[Records from a data source]
--------------------
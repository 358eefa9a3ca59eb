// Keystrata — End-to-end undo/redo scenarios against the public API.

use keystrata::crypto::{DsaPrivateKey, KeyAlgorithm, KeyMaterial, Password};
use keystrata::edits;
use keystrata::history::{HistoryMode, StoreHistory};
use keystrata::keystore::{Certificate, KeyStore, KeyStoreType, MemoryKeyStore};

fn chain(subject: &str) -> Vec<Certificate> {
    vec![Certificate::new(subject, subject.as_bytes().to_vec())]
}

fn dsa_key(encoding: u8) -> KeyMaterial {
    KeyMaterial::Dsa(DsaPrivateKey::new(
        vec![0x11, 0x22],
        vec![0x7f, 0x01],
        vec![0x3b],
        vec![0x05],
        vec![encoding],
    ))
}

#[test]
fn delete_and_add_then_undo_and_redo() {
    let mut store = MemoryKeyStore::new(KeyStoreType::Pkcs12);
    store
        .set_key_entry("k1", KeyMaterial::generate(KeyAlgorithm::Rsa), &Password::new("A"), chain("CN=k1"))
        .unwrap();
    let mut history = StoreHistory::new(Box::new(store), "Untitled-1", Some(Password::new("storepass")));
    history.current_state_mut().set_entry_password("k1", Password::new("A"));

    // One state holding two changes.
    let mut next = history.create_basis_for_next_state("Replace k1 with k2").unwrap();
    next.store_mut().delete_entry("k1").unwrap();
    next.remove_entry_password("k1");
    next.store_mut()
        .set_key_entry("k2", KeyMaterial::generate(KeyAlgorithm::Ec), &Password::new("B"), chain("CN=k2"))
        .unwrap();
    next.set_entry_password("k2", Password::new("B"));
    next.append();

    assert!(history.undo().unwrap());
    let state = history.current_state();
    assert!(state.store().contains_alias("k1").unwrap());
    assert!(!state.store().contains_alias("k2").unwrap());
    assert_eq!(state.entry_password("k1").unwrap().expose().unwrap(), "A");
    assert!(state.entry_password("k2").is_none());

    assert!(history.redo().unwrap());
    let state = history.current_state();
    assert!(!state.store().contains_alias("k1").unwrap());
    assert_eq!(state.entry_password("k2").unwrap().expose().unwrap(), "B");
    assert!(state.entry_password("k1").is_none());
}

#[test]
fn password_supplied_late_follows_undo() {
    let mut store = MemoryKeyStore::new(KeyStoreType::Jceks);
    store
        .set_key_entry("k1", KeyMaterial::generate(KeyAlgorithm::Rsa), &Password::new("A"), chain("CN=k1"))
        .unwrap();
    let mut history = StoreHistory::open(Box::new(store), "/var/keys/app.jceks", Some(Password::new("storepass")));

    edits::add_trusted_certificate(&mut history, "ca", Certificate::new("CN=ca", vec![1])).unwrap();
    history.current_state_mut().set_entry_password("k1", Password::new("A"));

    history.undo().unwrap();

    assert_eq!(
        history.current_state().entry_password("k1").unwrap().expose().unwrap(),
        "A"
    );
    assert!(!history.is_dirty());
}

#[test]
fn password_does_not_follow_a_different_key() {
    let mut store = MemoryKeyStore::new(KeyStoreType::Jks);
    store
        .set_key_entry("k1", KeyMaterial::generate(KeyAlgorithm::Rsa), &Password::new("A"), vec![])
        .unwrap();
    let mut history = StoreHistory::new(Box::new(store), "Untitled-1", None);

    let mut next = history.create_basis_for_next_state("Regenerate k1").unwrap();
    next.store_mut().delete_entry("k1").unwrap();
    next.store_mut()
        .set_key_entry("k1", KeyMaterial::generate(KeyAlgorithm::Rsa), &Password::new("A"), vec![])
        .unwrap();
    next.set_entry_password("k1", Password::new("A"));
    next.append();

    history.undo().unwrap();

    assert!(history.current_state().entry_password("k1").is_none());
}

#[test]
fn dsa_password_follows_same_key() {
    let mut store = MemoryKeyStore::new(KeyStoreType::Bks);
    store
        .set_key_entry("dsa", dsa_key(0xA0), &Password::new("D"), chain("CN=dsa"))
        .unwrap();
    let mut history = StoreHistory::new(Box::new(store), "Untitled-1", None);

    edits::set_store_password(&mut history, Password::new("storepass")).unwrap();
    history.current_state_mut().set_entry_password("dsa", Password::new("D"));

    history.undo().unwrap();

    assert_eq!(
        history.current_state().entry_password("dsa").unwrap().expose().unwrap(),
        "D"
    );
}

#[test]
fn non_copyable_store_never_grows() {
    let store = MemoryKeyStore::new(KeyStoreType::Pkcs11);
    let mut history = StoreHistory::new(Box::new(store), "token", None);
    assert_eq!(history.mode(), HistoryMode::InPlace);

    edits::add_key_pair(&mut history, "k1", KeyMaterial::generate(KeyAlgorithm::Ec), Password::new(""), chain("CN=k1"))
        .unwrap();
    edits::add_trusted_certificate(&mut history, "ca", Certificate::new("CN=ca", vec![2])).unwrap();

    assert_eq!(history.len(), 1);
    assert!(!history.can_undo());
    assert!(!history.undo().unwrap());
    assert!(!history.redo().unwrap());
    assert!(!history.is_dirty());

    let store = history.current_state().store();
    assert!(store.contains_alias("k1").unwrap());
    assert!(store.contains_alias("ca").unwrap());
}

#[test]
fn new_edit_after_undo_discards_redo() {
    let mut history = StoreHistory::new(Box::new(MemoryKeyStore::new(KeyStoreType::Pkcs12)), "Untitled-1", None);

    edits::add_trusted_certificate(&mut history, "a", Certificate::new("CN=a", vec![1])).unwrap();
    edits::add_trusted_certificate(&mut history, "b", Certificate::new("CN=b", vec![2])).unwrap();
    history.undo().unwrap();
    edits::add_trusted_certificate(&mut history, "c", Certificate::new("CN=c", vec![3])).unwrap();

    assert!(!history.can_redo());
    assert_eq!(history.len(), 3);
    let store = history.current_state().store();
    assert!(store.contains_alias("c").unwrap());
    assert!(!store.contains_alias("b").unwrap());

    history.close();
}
--------------------
*Assignment:*
Output every record exactly as written, with nothing dropped.

*Result:*
repository 358eefa9a3ca59eb
// Keystrata — End-to-end undo/redo scenarios against the public API.

use keystrata::crypto::{DsaPrivateKey, KeyAlgorithm, KeyMaterial, Password};
use keystrata::edits;
use keystrata::history::{HistoryMode, StoreHistory};
use keystrata::keystore::{Certificate, KeyStore, KeyStoreType, MemoryKeyStore};

fn chain(subject: &str) -> Vec<Certificate> {
    vec![Certificate::new(subject, subject.as_bytes().to_vec())]
}

fn dsa_key(encoding: u8) -> KeyMaterial {
    KeyMaterial::Dsa(DsaPrivateKey::new(
        vec![0x11, 0x22],
        vec![0x7f, 0x01],
        vec![0x3b],
        vec![0x05],
        vec![encoding],
    ))
}

#[test]
fn delete_and_add_then_undo_and_redo() {
    let mut store = MemoryKeyStore::new(KeyStoreType::Pkcs12);
    store
        .set_key_entry("k1", KeyMaterial::generate(KeyAlgorithm::Rsa), &Password::new("A"), chain("CN=k1"))
        .unwrap();
    let mut history = StoreHistory::new(Box::new(store), "Untitled-1", Some(Password::new("storepass")));
    history.current_state_mut().set_entry_password("k1", Password::new("A"));

    // One state holding two changes.
    let mut next = history.create_basis_for_next_state("Replace k1 with k2").unwrap();
    next.store_mut().delete_entry("k1").unwrap();
    next.remove_entry_password("k1");
    next.store_mut()
        .set_key_entry("k2", KeyMaterial::generate(KeyAlgorithm::Ec), &Password::new("B"), chain("CN=k2"))
        .unwrap();
    next.set_entry_password("k2", Password::new("B"));
    next.append();

    assert!(history.undo().unwrap());
    let state = history.current_state();
    assert!(state.store().contains_alias("k1").unwrap());
    assert!(!state.store().contains_alias("k2").unwrap());
    assert_eq!(state.entry_password("k1").unwrap().expose().unwrap(), "A");
    assert!(state.entry_password("k2").is_none());

    assert!(history.redo().unwrap());
    let state = history.current_state();
    assert!(!state.store().contains_alias("k1").unwrap());
    assert_eq!(state.entry_password("k2").unwrap().expose().unwrap(), "B");
    assert!(state.entry_password("k1").is_none());
}

#[test]
fn password_supplied_late_follows_undo() {
    let mut store = MemoryKeyStore::new(KeyStoreType::Jceks);
    store
        .set_key_entry("k1", KeyMaterial::generate(KeyAlgorithm::Rsa), &Password::new("A"), chain("CN=k1"))
        .unwrap();
    let mut history = StoreHistory::open(Box::new(store), "/var/keys/app.jceks", Some(Password::new("storepass")));

    edits::add_trusted_certificate(&mut history, "ca", Certificate::new("CN=ca", vec![1])).unwrap();
    history.current_state_mut().set_entry_password("k1", Password::new("A"));

    history.undo().unwrap();

    assert_eq!(
        history.current_state().entry_password("k1").unwrap().expose().unwrap(),
        "A"
    );
    assert!(!history.is_dirty());
}

#[test]
fn password_does_not_follow_a_different_key() {
    let mut store = MemoryKeyStore::new(KeyStoreType::Jks);
    store
        .set_key_entry("k1", KeyMaterial::generate(KeyAlgorithm::Rsa), &Password::new("A"), vec![])
        .unwrap();
    let mut history = StoreHistory::new(Box::new(store), "Untitled-1", None);

    let mut next = history.create_basis_for_next_state("Regenerate k1").unwrap();
    next.store_mut().delete_entry("k1").unwrap();
    next.store_mut()
        .set_key_entry("k1", KeyMaterial::generate(KeyAlgorithm::Rsa), &Password::new("A"), vec![])
        .unwrap();
    next.set_entry_password("k1", Password::new("A"));
    next.append();

    history.undo().unwrap();

    assert!(history.current_state().entry_password("k1").is_none());
}

#[test]
fn dsa_password_follows_same_key() {
    let mut store = MemoryKeyStore::new(KeyStoreType::Bks);
    store
        .set_key_entry("dsa", dsa_key(0xA0), &Password::new("D"), chain("CN=dsa"))
        .unwrap();
    let mut history = StoreHistory::new(Box::new(store), "Untitled-1", None);

    edits::set_store_password(&mut history, Password::new("storepass")).unwrap();
    history.current_state_mut().set_entry_password("dsa", Password::new("D"));

    history.undo().unwrap();

    assert_eq!(
        history.current_state().entry_password("dsa").unwrap().expose().unwrap(),
        "D"
    );
}

#[test]
fn non_copyable_store_never_grows() {
    let store = MemoryKeyStore::new(KeyStoreType::Pkcs11);
    let mut history = StoreHistory::new(Box::new(store), "token", None);
    assert_eq!(history.mode(), HistoryMode::InPlace);

    edits::add_key_pair(&mut history, "k1", KeyMaterial::generate(KeyAlgorithm::Ec), Password::new(""), chain("CN=k1"))
        .unwrap();
    edits::add_trusted_certificate(&mut history, "ca", Certificate::new("CN=ca", vec![2])).unwrap();

    assert_eq!(history.len(), 1);
    assert!(!history.can_undo());
    assert!(!history.undo().unwrap());
    assert!(!history.redo().unwrap());
    assert!(!history.is_dirty());

    let store = history.current_state().store();
    assert!(store.contains_alias("k1").unwrap());
    assert!(store.contains_alias("ca").unwrap());
}

#[test]
fn new_edit_after_undo_discards_redo() {
    let mut history = StoreHistory::new(Box::new(MemoryKeyStore::new(KeyStoreType::Pkcs12)), "Untitled-1", None);

    edits::add_trusted_certificate(&mut history, "a", Certificate::new("CN=a", vec![1])).unwrap();
    edits::add_trusted_certificate(&mut history, "b", Certificate::new("CN=b", vec![2])).unwrap();
    history.undo().unwrap();
    edits::add_trusted_certificate(&mut history, "c", Certificate::new("CN=c", vec![3])).unwrap();

    assert!(!history.can_redo());
    assert_eq!(history.len(), 3);
    let store = history.current_state().store();
    assert!(store.contains_alias("c").unwrap());
    assert!(!store.contains_alias("b").unwrap());

    history.close();
}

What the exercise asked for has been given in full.